• **EXERCISE DESCRIPTION**:
From the entries that follow, pick out all lines holding "Deserialize".

• **RECORDS**:
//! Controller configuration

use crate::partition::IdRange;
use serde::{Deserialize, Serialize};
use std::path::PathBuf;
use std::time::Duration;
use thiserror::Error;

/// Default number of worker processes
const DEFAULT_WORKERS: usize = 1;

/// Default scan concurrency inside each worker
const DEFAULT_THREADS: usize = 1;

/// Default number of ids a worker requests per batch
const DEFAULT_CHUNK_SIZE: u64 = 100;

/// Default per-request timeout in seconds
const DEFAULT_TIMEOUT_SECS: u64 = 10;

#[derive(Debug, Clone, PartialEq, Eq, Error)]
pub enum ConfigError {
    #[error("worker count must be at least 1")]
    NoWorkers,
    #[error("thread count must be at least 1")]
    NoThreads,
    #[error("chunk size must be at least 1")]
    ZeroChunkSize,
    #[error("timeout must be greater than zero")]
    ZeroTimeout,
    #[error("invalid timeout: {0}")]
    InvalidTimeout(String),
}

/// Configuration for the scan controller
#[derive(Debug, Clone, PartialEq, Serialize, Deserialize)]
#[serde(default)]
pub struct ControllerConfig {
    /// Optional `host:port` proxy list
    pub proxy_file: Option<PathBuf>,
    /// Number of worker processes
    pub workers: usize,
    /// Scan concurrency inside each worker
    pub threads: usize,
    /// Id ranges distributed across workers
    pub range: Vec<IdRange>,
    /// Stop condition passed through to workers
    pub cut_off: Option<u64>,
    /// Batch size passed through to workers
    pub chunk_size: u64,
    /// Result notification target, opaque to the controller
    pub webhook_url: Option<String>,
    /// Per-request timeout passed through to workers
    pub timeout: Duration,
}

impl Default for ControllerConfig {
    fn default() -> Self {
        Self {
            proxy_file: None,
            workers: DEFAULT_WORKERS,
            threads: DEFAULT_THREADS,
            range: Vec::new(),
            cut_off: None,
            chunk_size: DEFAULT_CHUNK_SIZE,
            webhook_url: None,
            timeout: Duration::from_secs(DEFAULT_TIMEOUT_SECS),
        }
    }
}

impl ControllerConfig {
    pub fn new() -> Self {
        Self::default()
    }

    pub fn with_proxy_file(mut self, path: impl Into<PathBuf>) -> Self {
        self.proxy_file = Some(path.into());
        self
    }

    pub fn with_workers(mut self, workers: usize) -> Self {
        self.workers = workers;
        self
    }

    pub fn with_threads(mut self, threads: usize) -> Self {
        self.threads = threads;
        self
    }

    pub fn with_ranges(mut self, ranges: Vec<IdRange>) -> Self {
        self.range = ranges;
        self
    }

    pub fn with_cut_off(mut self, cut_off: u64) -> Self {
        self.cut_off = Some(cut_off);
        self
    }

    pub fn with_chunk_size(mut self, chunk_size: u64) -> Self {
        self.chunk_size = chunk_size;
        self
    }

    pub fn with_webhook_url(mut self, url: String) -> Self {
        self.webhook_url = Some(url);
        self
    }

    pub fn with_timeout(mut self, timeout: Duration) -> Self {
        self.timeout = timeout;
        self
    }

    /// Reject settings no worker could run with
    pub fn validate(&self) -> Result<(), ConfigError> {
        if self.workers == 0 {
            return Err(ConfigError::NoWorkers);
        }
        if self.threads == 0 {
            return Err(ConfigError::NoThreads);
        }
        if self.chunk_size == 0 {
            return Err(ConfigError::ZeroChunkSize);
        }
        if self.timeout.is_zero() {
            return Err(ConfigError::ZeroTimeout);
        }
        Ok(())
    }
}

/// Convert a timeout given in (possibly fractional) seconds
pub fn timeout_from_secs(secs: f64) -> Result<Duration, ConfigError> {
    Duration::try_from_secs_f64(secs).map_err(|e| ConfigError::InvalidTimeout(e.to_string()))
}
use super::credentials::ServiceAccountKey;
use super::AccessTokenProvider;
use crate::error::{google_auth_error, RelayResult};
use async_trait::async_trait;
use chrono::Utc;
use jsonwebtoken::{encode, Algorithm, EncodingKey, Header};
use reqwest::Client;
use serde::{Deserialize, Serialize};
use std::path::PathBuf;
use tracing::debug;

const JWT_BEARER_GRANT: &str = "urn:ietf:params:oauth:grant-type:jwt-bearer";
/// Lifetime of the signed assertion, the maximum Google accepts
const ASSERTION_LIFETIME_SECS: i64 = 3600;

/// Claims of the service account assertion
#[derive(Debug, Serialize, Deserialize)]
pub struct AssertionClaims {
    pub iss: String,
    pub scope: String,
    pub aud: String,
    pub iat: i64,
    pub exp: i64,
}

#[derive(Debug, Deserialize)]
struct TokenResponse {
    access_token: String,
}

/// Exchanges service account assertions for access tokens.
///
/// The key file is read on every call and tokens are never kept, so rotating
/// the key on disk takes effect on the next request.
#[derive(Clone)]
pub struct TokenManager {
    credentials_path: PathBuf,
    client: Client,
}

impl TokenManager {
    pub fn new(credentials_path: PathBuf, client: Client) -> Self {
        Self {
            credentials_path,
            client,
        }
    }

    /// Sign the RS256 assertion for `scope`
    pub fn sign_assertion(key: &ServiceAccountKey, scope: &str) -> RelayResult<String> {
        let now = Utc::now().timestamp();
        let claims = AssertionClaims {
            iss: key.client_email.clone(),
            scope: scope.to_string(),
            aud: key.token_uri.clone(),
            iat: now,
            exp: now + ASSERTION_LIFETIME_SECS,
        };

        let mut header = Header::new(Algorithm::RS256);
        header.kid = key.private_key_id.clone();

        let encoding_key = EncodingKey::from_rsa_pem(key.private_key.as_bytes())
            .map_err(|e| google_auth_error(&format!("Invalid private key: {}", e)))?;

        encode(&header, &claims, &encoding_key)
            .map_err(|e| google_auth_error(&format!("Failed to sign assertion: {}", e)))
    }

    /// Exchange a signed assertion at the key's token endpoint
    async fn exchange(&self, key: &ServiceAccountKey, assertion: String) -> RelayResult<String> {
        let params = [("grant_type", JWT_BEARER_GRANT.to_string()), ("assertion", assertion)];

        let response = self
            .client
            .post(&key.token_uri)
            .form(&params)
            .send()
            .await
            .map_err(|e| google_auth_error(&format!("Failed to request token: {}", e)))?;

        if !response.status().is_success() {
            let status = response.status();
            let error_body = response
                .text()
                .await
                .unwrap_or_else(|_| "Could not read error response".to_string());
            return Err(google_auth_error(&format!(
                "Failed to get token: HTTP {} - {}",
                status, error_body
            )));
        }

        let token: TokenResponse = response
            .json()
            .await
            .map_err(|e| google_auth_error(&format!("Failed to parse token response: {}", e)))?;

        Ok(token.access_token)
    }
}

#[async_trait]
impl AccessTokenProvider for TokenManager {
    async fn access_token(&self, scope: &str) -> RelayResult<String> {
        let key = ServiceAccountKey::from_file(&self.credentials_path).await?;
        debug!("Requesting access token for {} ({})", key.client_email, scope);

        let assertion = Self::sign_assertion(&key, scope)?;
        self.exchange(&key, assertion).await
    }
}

• **TASK RESPONSE**:
use serde::{Deserialize, Serialize};
#[derive(Debug, Clone, PartialEq, Serialize, Deserialize)]
use serde::{Deserialize, Serialize};
#[derive(Debug, Serialize, Deserialize)]
#[derive(Debug, Deserialize)]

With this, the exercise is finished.